Они заявились под утро, перебудив вех моих домашних. Две недели ребята жили у нас дома, пока в Министерстве обороны разбирались с тем, что с ними делать. Всех отправили дослуживать в другие части.
Ну, а на рубеже ноября – декабря 1988 года до топоров еще не дошло. Тем не менее когда я имел неосторожность обозвать кого-то из молодых грузин «бараном» – они слишком медленно раздавали автоматы из оружейной комнаты перед очередной тревогой, – мне это с рук не сошло.
Вечером я отправился в клуб.
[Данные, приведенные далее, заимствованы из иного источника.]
use super::TextGenerationService;
use crate::{Error, Result};
use async_trait::async_trait;
use std::sync::{Arc, Mutex};

const MOCK_MODEL: &str = "mock-text-model";

#[derive(Debug, Clone)]
enum Behavior {
    Respond,
    NoText,
    Fail(String),
}

pub struct MockTextClient {
    responses: Arc<Mutex<Vec<String>>>,
    prompts: Arc<Mutex<Vec<String>>>,
    call_count: Arc<Mutex<usize>>,
    behavior: Behavior,
}

impl MockTextClient {
    pub fn new() -> Self {
        Self {
            responses: Arc::new(Mutex::new(Vec::new())),
            prompts: Arc::new(Mutex::new(Vec::new())),
            call_count: Arc::new(Mutex::new(0)),
            behavior: Behavior::Respond,
        }
    }

    pub fn with_response(self, response: String) -> Self {
        self.responses.lock().unwrap().push(response);
        self
    }

    /// Every call answers with no text.
    pub fn with_no_text(mut self) -> Self {
        self.behavior = Behavior::NoText;
        self
    }

    /// Every call fails with an `AiProvider` error carrying `message`.
    pub fn with_failure(mut self, message: String) -> Self {
        self.behavior = Behavior::Fail(message);
        self
    }

    pub fn get_call_count(&self) -> usize {
        *self.call_count.lock().unwrap()
    }

    /// Prompts received so far, in call order.
    pub fn prompts(&self) -> Vec<String> {
        self.prompts.lock().unwrap().clone()
    }
}

impl Default for MockTextClient {
    fn default() -> Self {
        Self::new()
    }
}

#[async_trait]
impl TextGenerationService for MockTextClient {
    async fn generate_text(&self, prompt: &str) -> Result<Option<String>> {
        let count = {
            let mut count = self.call_count.lock().unwrap();
            *count += 1;
            *count
        };
        self.prompts.lock().unwrap().push(prompt.to_string());

        match &self.behavior {
            Behavior::NoText => Ok(None),
            Behavior::Fail(message) => Err(Error::AiProvider(message.clone())),
            Behavior::Respond => {
                let responses = self.responses.lock().unwrap();
                if responses.is_empty() {
                    // Default mock response
                    Ok(Some(format!("Generated content for: {}", prompt)))
                } else {
                    let index = (count - 1) % responses.len();
                    Ok(Some(responses[index].clone()))
                }
            }
        }
    }

    fn model(&self) -> &str {
        MOCK_MODEL
    }
}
Уже темнело, но света хватало для того, чтобы увидеть, как из кустов ко мне выскакивают человек пять. Решив хоть как-то минимизировать возможный ущерб для здоровья, я снял очки и приготовился размахивать кулаками. На мое счастье, происходившее не осталось без внимания союзников.
Молдаван, которые служили в нашем взводе, мы называли «шарануцами». Просто такую фамилию носил один из мальчишек. А с учетом того, что Витька Сыргу играл в нашей группе, отношения с молдавской диаспорой были очень хорошими. (Приднестровье тоже еще не наступило!) Один из «шарануц» увидел, как группа грузин кучкуется в кустах по дороге в клуб, и сделал очень правильный вывод: будут кого-то мочить. А когда он увидел меня, то сразу понял, кого именно.